To find out the ID of the container running SQL Server run the following command
docker ps --filter "ancestor=mssql-server-mlservices"
Hopefully you will have only one container built off of the mssql-server-mlservices image.
Once you have connected into the container you will need to install some additional software into the Linux Ubuntu running the container.
Docker image issue #3
Before you can install new R packages into the container you will need to update and install some additional dependences.
sudo apt-get update sudo apt-get install build-essential gdb sudo apt-get install gfortran
Once you have installed these dependencies you can add packages to the container, for simplicity I have added the igraph package directly using the following command.
sudo su - -c "R -e \"install.packages('igraph', repos='http://cran.rstudio.com/')\""
In production I would have installed the sqlmlutils and then used this package to install igraph, however to do this I would have to first install unixodbc-dev, then ODBC, then manually install SQLMLUTILS from the zip file.
If you have a problem installing igraph you most likely need to the ~/.R/Makevars file using the following command
cd ~ cat > Makevars C=gcc-5 CXX=g++ CXX1X = g++-5 CFLAGS = -std=c99 -Wall -pedantic
Press CTRL-D to save and exit the file
Enable External Scripts
Now that your environment is setup you need to enable external scripts to run in your SQL Server instance. To do this connect into your SQL Server instance using SQL Server Management Studio or Azure Data Studio and then run the following command.
exec sp_configure 'external scripts enabled', 1; RECONFIGURE;
Generate image using R
Now that we are all setup we can use R to generate the following visuals.

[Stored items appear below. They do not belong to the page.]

//! Periodic reconciliation with explicit start and stop
//!
//! A pass runs to completion on the blocking pool; the task then sleeps for
//! whatever is left of the interval. Passes never overlap, and a pass that
//! outlasts the interval only delays the next one.

use std::path::PathBuf;
use std::sync::Arc;
use std::time::Duration;
use tokio::sync::mpsc;
use tokio::task::JoinHandle;
use tokio::time::{sleep, Instant};
use tokio_util::sync::CancellationToken;
use tracing::{debug, error, info, warn};

use crate::error::{Result, SyncError};
use crate::reconciler::Reconciler;
use crate::report::{SyncReport, TracingSink};

/// Interval used when none is configured
pub const DEFAULT_INTERVAL: Duration = Duration::from_secs(3600);

/// Result of one scheduled pass
#[derive(Debug)]
pub struct PassOutcome {
    /// 1-based pass counter
    pub pass: u64,
    /// Wall-clock duration of the pass
    pub elapsed: Duration,
    pub result: Result<SyncReport>,
}

#[derive(Debug)]
struct SyncJob {
    reconciler: Reconciler,
    source: PathBuf,
    replica: PathBuf,
}

impl SyncJob {
    async fn run(self: Arc<Self>) -> Result<SyncReport> {
        tokio::task::spawn_blocking(move || {
            self.reconciler
                .reconcile_with_sink(&self.source, &self.replica, &mut TracingSink)
        })
        .await
        .map_err(|e| SyncError::Scheduler(format!("pass task failed: {}", e)))?
    }
}

/// Runs reconciliation passes on a fixed interval
#[derive(Debug)]
pub struct SyncScheduler {
    job: Arc<SyncJob>,
    interval: Duration,
    cancel: CancellationToken,
    task: Option<JoinHandle<()>>,
}

impl SyncScheduler {
    pub fn new(
        reconciler: Reconciler,
        source: impl Into<PathBuf>,
        replica: impl Into<PathBuf>,
        interval: Duration,
    ) -> Self {
        Self {
            job: Arc::new(SyncJob {
                reconciler,
                source: source.into(),
                replica: replica.into(),
            }),
            interval,
            cancel: CancellationToken::new(),
            task: None,
        }
    }

    pub fn interval(&self) -> Duration {
        self.interval
    }

    pub fn is_running(&self) -> bool {
        self.task.as_ref().is_some_and(|task| !task.is_finished())
    }

    /// Run exactly one pass, independent of the periodic task
    pub async fn run_once(&self) -> Result<SyncReport> {
        self.job.clone().run().await
    }

    /// Spawn the periodic task; the first pass starts immediately.
    ///
    /// Every finished pass is sent on the returned channel. The channel closes
    /// once the task has stopped.
    pub fn start(&mut self) -> Result<mpsc::UnboundedReceiver<PassOutcome>> {
        if self.is_running() {
            warn!("Sync scheduler is already running");
            return Err(SyncError::Scheduler("scheduler is already running".to_string()));
        }

        let (outcomes, receiver) = mpsc::unbounded_channel();
        if self.cancel.is_cancelled() {
            self.cancel = CancellationToken::new();
        }

        let job = self.job.clone();
        let cancel = self.cancel.clone();
        let interval = self.interval;
        self.task = Some(tokio::spawn(async move {
            run_periodic(job, interval, cancel, outcomes).await;
        }));

        Ok(receiver)
    }

    /// Stop the periodic task, waiting for a pass in progress to finish
    pub async fn stop(&mut self) {
        self.cancel.cancel();

        if let Some(task) = self.task.take() {
            if let Err(e) = task.await {
                error!("Sync scheduler task ended abnormally: {}", e);
            }
        }
    }

    /// Token that stops the periodic task when cancelled.
    ///
    /// The token stays valid across `start` until it is cancelled; a restart
    /// after a stop hands out a fresh one.
    pub fn cancellation_token(&self) -> CancellationToken {
        self.cancel.clone()
    }
}

impl Drop for SyncScheduler {
    fn drop(&mut self) {
        // can't await here; the task notices the token at its next sleep
        self.cancel.cancel();
    }
}

async fn run_periodic(
    job: Arc<SyncJob>,
    interval: Duration,
    cancel: CancellationToken,
    outcomes: mpsc::UnboundedSender<PassOutcome>,
) {
    info!(
        "Starting periodic sync of '{}' from '{}' every {:?}",
        job.replica.display(),
        job.source.display(),
        interval
    );

    let mut pass = 0;
    while !cancel.is_cancelled() {
        pass += 1;
        let started = Instant::now();
        let result = job.clone().run().await;
        let elapsed = started.elapsed();

        match &result {
            Ok(report) if report.has_failures() => {
                warn!(pass, "Pass finished with {} failed entries", report.failures().count())
            }
            Ok(_) => debug!(pass, "Pass finished in {:?}", elapsed),
            Err(e) => error!(pass, "Sync pass failed: {}", e),
        }

        if outcomes.send(PassOutcome { pass, elapsed, result }).is_err() {
            debug!("Pass outcome receiver dropped");
        }

        let wait = interval.saturating_sub(elapsed);
        debug!("Next pass in {:?}", wait);
        tokio::select! {
            _ = cancel.cancelled() => break,
            _ = sleep(wait) => {}
        }
    }

    info!("Periodic sync stopped after {} passes", pass);
}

This images will be stored as PNG files on your C:\Temp folder (the one mounted in your container if using a container)
System Data Flow
The system level image was generated with the following code.
--System level EXECUTE sp_execute_external_script @language = N'R', @script = N' require(igraph) g <- graph.data.frame(graphdf) V(g)$label.cex <- 2 png(filename = "/var/opt/mssql/images/SystemDataFlow.png", height = 800, width = 1500, res = 100); plot(g, vertex.label.family = "sans", vertex.size = 5) dev.off()', @input_data_1 = N' SELECT src.SystemName AS Source, trgt.SystemName AS Target FROM [DataLineage].[dbo].[DataEntity] src, [DataLineage].[dbo].[DataFlowsTo] df, [DataLineage].[dbo].[DataEntity] trgt WHERE MATCH(src-(df)->trgt);', @input_data_1_name = N'graphdf' GO
Database Level
The database level image was generated with the following code.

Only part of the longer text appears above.